=== Working data ===

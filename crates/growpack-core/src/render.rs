//! Drawing packed layouts: an SVG document with outlined frames and rotated
//! labels, and (feature `image`) a raster preview without text.

use crate::config::RenderOptions;
use crate::error::Result;
use crate::model::{Layout, Rect};
use std::path::Path;
use svg::Document;
use svg::node::element::{Group, Rectangle, Text, Title};

/// Words of a label that get drawn, each with its slot index.
///
/// The label is split on single spaces. Drawing stops at the first word
/// starting with `(`, so parenthesised annotations stay off the layout. Empty
/// words from repeated spaces are skipped but keep their slot.
pub fn label_words(label: &str) -> Vec<(usize, &str)> {
    label
        .split(' ')
        .take_while(|w| !w.starts_with('('))
        .enumerate()
        .filter(|(_, w)| !w.is_empty())
        .collect()
}

/// A single label word and its anchor in canvas units.
#[derive(Debug, Clone, PartialEq)]
pub struct LabelAnchor {
    pub word: String,
    pub x: f64,
    pub y: f64,
}

/// Anchors for the label words of a frame: slot `j` sits one text line
/// further along x than slot `j - 1`, which stacks rotated words side by side.
pub fn label_anchors(label: &str, frame: &Rect, opts: &RenderOptions) -> Vec<LabelAnchor> {
    label_words(label)
        .into_iter()
        .map(|(j, word)| LabelAnchor {
            word: word.to_string(),
            x: frame.x + opts.text_padding_x + opts.text_size * (j + 1) as f64,
            y: frame.y + opts.text_padding_y,
        })
        .collect()
}

pub fn render_svg<K: ToString>(layout: &Layout<K>, opts: &RenderOptions) -> Document {
    let mut frames = Group::new()
        .set("id", "frames")
        .set("fill", "none")
        .set("stroke", "black")
        .set("stroke-width", opts.stroke_width);
    let mut labels = Group::new()
        .set("id", "labels")
        .set("font-size", opts.text_size)
        .set("font-family", "sans-serif");

    for fr in &layout.frames {
        let label = fr.label.to_string();
        frames = frames.add(
            Rectangle::new()
                .set("x", fr.frame.x)
                .set("y", fr.frame.y)
                .set("width", fr.frame.w)
                .set("height", fr.frame.h)
                .add(Title::new(label.clone())),
        );
        for anchor in label_anchors(&label, &fr.frame, opts) {
            labels = labels.add(
                Text::new(anchor.word)
                    .set("x", anchor.x)
                    .set("y", anchor.y)
                    .set(
                        "transform",
                        format!("rotate({} {} {})", opts.text_angle_deg, anchor.x, anchor.y),
                    ),
            );
        }
    }

    Document::new()
        .set("viewBox", (0.0, 0.0, layout.width, layout.height))
        .set("width", layout.width)
        .set("height", layout.height)
        .add(frames)
        .add(labels)
}

pub fn save_svg(path: impl AsRef<Path>, doc: &Document) -> Result<()> {
    svg::save(path, doc)?;
    Ok(())
}

#[cfg(feature = "image")]
pub use preview::*;

#[cfg(feature = "image")]
mod preview {
    use crate::error::{GrowPackError, Result};
    use crate::model::Layout;
    use image::{Rgba, RgbaImage};
    use std::path::Path;

    /// Upper bound on preview pixels.
    pub const MAX_PREVIEW_PIXELS: u64 = 64 * 1024 * 1024;

    const FILLS: [[u8; 4]; 6] = [
        [166, 206, 227, 255],
        [178, 223, 138, 255],
        [251, 154, 153, 255],
        [253, 191, 111, 255],
        [202, 178, 214, 255],
        [255, 255, 153, 255],
    ];
    const OUTLINE: Rgba<u8> = Rgba([0, 0, 0, 255]);
    const BACKGROUND: Rgba<u8> = Rgba([255, 255, 255, 255]);

    /// Rasterises frames as filled, outlined boxes at `px_per_unit` pixels per canvas unit.
    pub fn render_preview<K>(layout: &Layout<K>, px_per_unit: f64) -> Result<RgbaImage> {
        if !(px_per_unit.is_finite() && px_per_unit > 0.0) {
            return Err(GrowPackError::InvalidConfig(format!(
                "px_per_unit must be finite and positive, got {px_per_unit}"
            )));
        }
        let width = ((layout.width * px_per_unit).ceil() as u32).max(1);
        let height = ((layout.height * px_per_unit).ceil() as u32).max(1);
        if (width as u64) * (height as u64) > MAX_PREVIEW_PIXELS {
            return Err(GrowPackError::InvalidConfig(format!(
                "preview of {width}x{height} px exceeds {MAX_PREVIEW_PIXELS} pixels; lower px_per_unit"
            )));
        }

        let mut img = RgbaImage::from_pixel(width, height, BACKGROUND);
        for (i, fr) in layout.frames.iter().enumerate() {
            let x0 = ((fr.frame.x * px_per_unit).round() as u32).min(width);
            let y0 = ((fr.frame.y * px_per_unit).round() as u32).min(height);
            let x1 = ((fr.frame.right() * px_per_unit).round() as u32).min(width);
            let y1 = ((fr.frame.bottom() * px_per_unit).round() as u32).min(height);
            if x1 <= x0 || y1 <= y0 {
                continue;
            }
            let fill = Rgba(FILLS[i % FILLS.len()]);
            for y in y0..y1 {
                for x in x0..x1 {
                    let edge = x == x0 || y == y0 || x + 1 == x1 || y + 1 == y1;
                    img.put_pixel(x, y, if edge { OUTLINE } else { fill });
                }
            }
        }
        Ok(img)
    }

    pub fn save_preview(path: impl AsRef<Path>, img: &RgbaImage) -> Result<()> {
        img.save(path.as_ref())?;
        Ok(())
    }
}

===

**Task details**
Each entry must be set down exactly as it appears.

**Response below**
filename crates/growpack-core/src/render.rs
//! Drawing packed layouts: an SVG document with outlined frames and rotated
//! labels, and (feature `image`) a raster preview without text.

use crate::config::RenderOptions;
use crate::error::Result;
use crate::model::{Layout, Rect};
use std::path::Path;
use svg::Document;
use svg::node::element::{Group, Rectangle, Text, Title};

/// Words of a label that get drawn, each with its slot index.
///
/// The label is split on single spaces. Drawing stops at the first word
/// starting with `(`, so parenthesised annotations stay off the layout. Empty
/// words from repeated spaces are skipped but keep their slot.
pub fn label_words(label: &str) -> Vec<(usize, &str)> {
    label
        .split(' ')
        .take_while(|w| !w.starts_with('('))
        .enumerate()
        .filter(|(_, w)| !w.is_empty())
        .collect()
}

/// A single label word and its anchor in canvas units.
#[derive(Debug, Clone, PartialEq)]
pub struct LabelAnchor {
    pub word: String,
    pub x: f64,
    pub y: f64,
}

/// Anchors for the label words of a frame: slot `j` sits one text line
/// further along x than slot `j - 1`, which stacks rotated words side by side.
pub fn label_anchors(label: &str, frame: &Rect, opts: &RenderOptions) -> Vec<LabelAnchor> {
    label_words(label)
        .into_iter()
        .map(|(j, word)| LabelAnchor {
            word: word.to_string(),
            x: frame.x + opts.text_padding_x + opts.text_size * (j + 1) as f64,
            y: frame.y + opts.text_padding_y,
        })
        .collect()
}

pub fn render_svg<K: ToString>(layout: &Layout<K>, opts: &RenderOptions) -> Document {
    let mut frames = Group::new()
        .set("id", "frames")
        .set("fill", "none")
        .set("stroke", "black")
        .set("stroke-width", opts.stroke_width);
    let mut labels = Group::new()
        .set("id", "labels")
        .set("font-size", opts.text_size)
        .set("font-family", "sans-serif");

    for fr in &layout.frames {
        let label = fr.label.to_string();
        frames = frames.add(
            Rectangle::new()
                .set("x", fr.frame.x)
                .set("y", fr.frame.y)
                .set("width", fr.frame.w)
                .set("height", fr.frame.h)
                .add(Title::new(label.clone())),
        );
        for anchor in label_anchors(&label, &fr.frame, opts) {
            labels = labels.add(
                Text::new(anchor.word)
                    .set("x", anchor.x)
                    .set("y", anchor.y)
                    .set(
                        "transform",
                        format!("rotate({} {} {})", opts.text_angle_deg, anchor.x, anchor.y),
                    ),
            );
        }
    }

    Document::new()
        .set("viewBox", (0.0, 0.0, layout.width, layout.height))
        .set("width", layout.width)
        .set("height", layout.height)
        .add(frames)
        .add(labels)
}

pub fn save_svg(path: impl AsRef<Path>, doc: &Document) -> Result<()> {
    svg::save(path, doc)?;
    Ok(())
}

#[cfg(feature = "image")]
pub use preview::*;

#[cfg(feature = "image")]
mod preview {
    use crate::error::{GrowPackError, Result};
    use crate::model::Layout;
    use image::{Rgba, RgbaImage};
    use std::path::Path;

    /// Upper bound on preview pixels.
    pub const MAX_PREVIEW_PIXELS: u64 = 64 * 1024 * 1024;

    const FILLS: [[u8; 4]; 6] = [
        [166, 206, 227, 255],
        [178, 223, 138, 255],
        [251, 154, 153, 255],
        [253, 191, 111, 255],
        [202, 178, 214, 255],
        [255, 255, 153, 255],
    ];
    const OUTLINE: Rgba<u8> = Rgba([0, 0, 0, 255]);
    const BACKGROUND: Rgba<u8> = Rgba([255, 255, 255, 255]);

    /// Rasterises frames as filled, outlined boxes at `px_per_unit` pixels per canvas unit.
    pub fn render_preview<K>(layout: &Layout<K>, px_per_unit: f64) -> Result<RgbaImage> {
        if !(px_per_unit.is_finite() && px_per_unit > 0.0) {
            return Err(GrowPackError::InvalidConfig(format!(
                "px_per_unit must be finite and positive, got {px_per_unit}"
            )));
        }
        let width = ((layout.width * px_per_unit).ceil() as u32).max(1);
        let height = ((layout.height * px_per_unit).ceil() as u32).max(1);
        if (width as u64) * (height as u64) > MAX_PREVIEW_PIXELS {
            return Err(GrowPackError::InvalidConfig(format!(
                "preview of {width}x{height} px exceeds {MAX_PREVIEW_PIXELS} pixels; lower px_per_unit"
            )));
        }

        let mut img = RgbaImage::from_pixel(width, height, BACKGROUND);
        for (i, fr) in layout.frames.iter().enumerate() {
            let x0 = ((fr.frame.x * px_per_unit).round() as u32).min(width);
            let y0 = ((fr.frame.y * px_per_unit).round() as u32).min(height);
            let x1 = ((fr.frame.right() * px_per_unit).round() as u32).min(width);
            let y1 = ((fr.frame.bottom() * px_per_unit).round() as u32).min(height);
            if x1 <= x0 || y1 <= y0 {
                continue;
            }
            let fill = Rgba(FILLS[i % FILLS.len()]);
            for y in y0..y1 {
                for x in x0..x1 {
                    let edge = x == x0 || y == y0 || x + 1 == x1 || y + 1 == y1;
                    img.put_pixel(x, y, if edge { OUTLINE } else { fill });
                }
            }
        }
        Ok(img)
    }

    pub fn save_preview(path: impl AsRef<Path>, img: &RgbaImage) -> Result<()> {
        img.save(path.as_ref())?;
        Ok(())
    }
}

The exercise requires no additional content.